──────── DATA FOR THIS EXERCISE ────────

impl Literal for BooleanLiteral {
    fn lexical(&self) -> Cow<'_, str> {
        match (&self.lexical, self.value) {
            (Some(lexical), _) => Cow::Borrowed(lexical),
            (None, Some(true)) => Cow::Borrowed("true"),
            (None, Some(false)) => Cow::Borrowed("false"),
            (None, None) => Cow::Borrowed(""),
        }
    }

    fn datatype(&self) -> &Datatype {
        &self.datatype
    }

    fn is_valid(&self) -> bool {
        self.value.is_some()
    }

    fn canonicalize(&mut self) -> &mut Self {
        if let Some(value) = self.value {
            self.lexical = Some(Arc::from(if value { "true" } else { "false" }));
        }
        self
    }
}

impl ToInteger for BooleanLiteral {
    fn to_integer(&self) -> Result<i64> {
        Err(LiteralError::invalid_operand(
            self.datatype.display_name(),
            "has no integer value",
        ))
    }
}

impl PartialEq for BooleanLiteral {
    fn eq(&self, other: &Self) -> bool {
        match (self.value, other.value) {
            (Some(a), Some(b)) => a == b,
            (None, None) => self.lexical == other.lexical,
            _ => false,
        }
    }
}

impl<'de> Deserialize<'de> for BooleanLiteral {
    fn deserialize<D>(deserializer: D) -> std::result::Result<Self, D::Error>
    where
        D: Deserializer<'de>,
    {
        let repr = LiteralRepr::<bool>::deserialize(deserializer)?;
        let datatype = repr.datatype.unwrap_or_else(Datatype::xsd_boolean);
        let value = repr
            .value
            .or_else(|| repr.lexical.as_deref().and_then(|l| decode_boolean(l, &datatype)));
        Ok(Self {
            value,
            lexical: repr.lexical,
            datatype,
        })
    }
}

────────

> _WHAT YOU WILL DO_: Please return each line of the listing above that contains "Result".

> _YOUR SOLUTION_:
    fn to_integer(&self) -> Result<i64> {
    fn deserialize<D>(deserializer: D) -> std::result::Result<Self, D::Error>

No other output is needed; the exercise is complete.